▸ **RECORDS SUPPLIED**
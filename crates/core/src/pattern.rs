//! Ant-style glob patterns over `/`-separated resource paths.
//!
//! `?` matches one character within a segment, `*` any run of characters
//! within a segment, `**` any number of whole segments.

use crate::error::{ClassglobError, Result};
use regex::Regex;

/// A compiled classpath resource pattern.
#[derive(Debug, Clone)]
pub struct PathPattern {
    source: String,
    root_dir: String,
    // None for literal patterns, which compare by equality
    regex: Option<Regex>,
}

impl PathPattern {
    pub fn compile(pattern: &str) -> Result<Self> {
        let root_dir = literal_root(pattern);
        let regex = if has_wildcard(pattern) {
            let expr = translate(pattern);
            Some(
                Regex::new(&expr).map_err(|e| ClassglobError::Pattern {
                    pattern: pattern.to_string(),
                    reason: e.to_string(),
                })?,
            )
        } else {
            None
        };
        Ok(Self {
            source: pattern.to_string(),
            root_dir,
            regex,
        })
    }

    pub fn as_str(&self) -> &str {
        &self.source
    }

    /// Longest literal directory prefix before the first wildcard, with its
    /// trailing slash. Used to narrow directory walks; empty for empty-root
    /// patterns such as `**/*.class`.
    pub fn root_dir(&self) -> &str {
        &self.root_dir
    }

    /// Pattern without wildcards: a direct path lookup
    pub fn is_literal(&self) -> bool {
        self.regex.is_none()
    }

    /// Match a root-relative candidate path. Backslash separators are
    /// normalized before matching, so Windows walk output behaves.
    pub fn matches(&self, candidate: &str) -> bool {
        let candidate = if candidate.contains('\\') {
            candidate.replace('\\', "/")
        } else {
            candidate.to_string()
        };
        match &self.regex {
            Some(regex) => regex.is_match(&candidate),
            None => candidate == self.source,
        }
    }
}

fn has_wildcard(pattern: &str) -> bool {
    pattern.contains(['*', '?'])
}

fn literal_root(pattern: &str) -> String {
    let wildcard = pattern.find(['*', '?']).unwrap_or(pattern.len());
    match pattern[..wildcard].rfind('/') {
        Some(idx) => pattern[..=idx].to_string(),
        None => String::new(),
    }
}

/// Translate a glob into an anchored regex. `**` is segment-aware: it may
/// consume nothing, so `**/*.class` matches `Foo.class` and `a/**` matches
/// `a` itself.
fn translate(pattern: &str) -> String {
    let segments: Vec<&str> = pattern.split('/').collect();
    let last = segments.len() - 1;

    let mut expr = String::from("^");
    let mut pending_sep = false;
    for (i, segment) in segments.iter().enumerate() {
        if *segment == "**" {
            if i == last {
                if pending_sep {
                    expr.push_str("(?:/.*)?");
                } else {
                    expr.push_str(".*");
                }
            } else {
                if pending_sep {
                    expr.push('/');
                }
                expr.push_str("(?:.*/)?");
            }
            pending_sep = false;
            continue;
        }

        if pending_sep {
            expr.push('/');
        }
        for ch in segment.chars() {
            match ch {
                '*' => expr.push_str("[^/]*"),
                '?' => expr.push_str("[^/]"),
                _ => expr.push_str(&regex::escape(&ch.to_string())),
            }
        }
        pending_sep = true;
    }
    expr.push('$');
    expr
}
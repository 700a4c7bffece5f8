use std::path::PathBuf;
use thiserror::Error;

#[derive(Error, Debug)]
pub enum ClassglobError {
    #[error("I/O error: {0}")]
    Io(#[from] std::io::Error),
    #[error("archive error: {0}")]
    Archive(#[from] zip::result::ZipError),
    #[error("walk error: {0}")]
    Walk(#[from] walkdir::Error),
    #[error("invalid pattern '{pattern}': {reason}")]
    Pattern { pattern: String, reason: String },
    #[error("manifest error in {path}: {reason}")]
    Manifest { path: PathBuf, reason: String },
}

pub type Result<T> = std::result::Result<T, ClassglobError>;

▸ **TASK PROMPT**
Your response must contain the complete listing, copied without deviation.

▸ **ANSWER AREA**
filename crates/core/src/pattern.rs
//! Ant-style glob patterns over `/`-separated resource paths.
//!
//! `?` matches one character within a segment, `*` any run of characters
//! within a segment, `**` any number of whole segments.

use crate::error::{ClassglobError, Result};
use regex::Regex;

/// A compiled classpath resource pattern.
#[derive(Debug, Clone)]
pub struct PathPattern {
    source: String,
    root_dir: String,
    // None for literal patterns, which compare by equality
    regex: Option<Regex>,
}

impl PathPattern {
    pub fn compile(pattern: &str) -> Result<Self> {
        let root_dir = literal_root(pattern);
        let regex = if has_wildcard(pattern) {
            let expr = translate(pattern);
            Some(
                Regex::new(&expr).map_err(|e| ClassglobError::Pattern {
                    pattern: pattern.to_string(),
                    reason: e.to_string(),
                })?,
            )
        } else {
            None
        };
        Ok(Self {
            source: pattern.to_string(),
            root_dir,
            regex,
        })
    }

    pub fn as_str(&self) -> &str {
        &self.source
    }

    /// Longest literal directory prefix before the first wildcard, with its
    /// trailing slash. Used to narrow directory walks; empty for empty-root
    /// patterns such as `**/*.class`.
    pub fn root_dir(&self) -> &str {
        &self.root_dir
    }

    /// Pattern without wildcards: a direct path lookup
    pub fn is_literal(&self) -> bool {
        self.regex.is_none()
    }

    /// Match a root-relative candidate path. Backslash separators are
    /// normalized before matching, so Windows walk output behaves.
    pub fn matches(&self, candidate: &str) -> bool {
        let candidate = if candidate.contains('\\') {
            candidate.replace('\\', "/")
        } else {
            candidate.to_string()
        };
        match &self.regex {
            Some(regex) => regex.is_match(&candidate),
            None => candidate == self.source,
        }
    }
}

fn has_wildcard(pattern: &str) -> bool {
    pattern.contains(['*', '?'])
}

fn literal_root(pattern: &str) -> String {
    let wildcard = pattern.find(['*', '?']).unwrap_or(pattern.len());
    match pattern[..wildcard].rfind('/') {
        Some(idx) => pattern[..=idx].to_string(),
        None => String::new(),
    }
}

/// Translate a glob into an anchored regex. `**` is segment-aware: it may
/// consume nothing, so `**/*.class` matches `Foo.class` and `a/**` matches
/// `a` itself.
fn translate(pattern: &str) -> String {
    let segments: Vec<&str> = pattern.split('/').collect();
    let last = segments.len() - 1;

    let mut expr = String::from("^");
    let mut pending_sep = false;
    for (i, segment) in segments.iter().enumerate() {
        if *segment == "**" {
            if i == last {
                if pending_sep {
                    expr.push_str("(?:/.*)?");
                } else {
                    expr.push_str(".*");
                }
            } else {
                if pending_sep {
                    expr.push('/');
                }
                expr.push_str("(?:.*/)?");
            }
            pending_sep = false;
            continue;
        }

        if pending_sep {
            expr.push('/');
        }
        for ch in segment.chars() {
            match ch {
                '*' => expr.push_str("[^/]*"),
                '?' => expr.push_str("[^/]"),
                _ => expr.push_str(&regex::escape(&ch.to_string())),
            }
        }
        pending_sep = true;
    }
    expr.push('$');
    expr
}
repository 700a4c7bffece5f8
use std::path::PathBuf;
use thiserror::Error;

#[derive(Error, Debug)]
pub enum ClassglobError {
    #[error("I/O error: {0}")]
    Io(#[from] std::io::Error),
    #[error("archive error: {0}")]
    Archive(#[from] zip::result::ZipError),
    #[error("walk error: {0}")]
    Walk(#[from] walkdir::Error),
    #[error("invalid pattern '{pattern}': {reason}")]
    Pattern { pattern: String, reason: String },
    #[error("manifest error in {path}: {reason}")]
    Manifest { path: PathBuf, reason: String },
}

pub type Result<T> = std::result::Result<T, ClassglobError>;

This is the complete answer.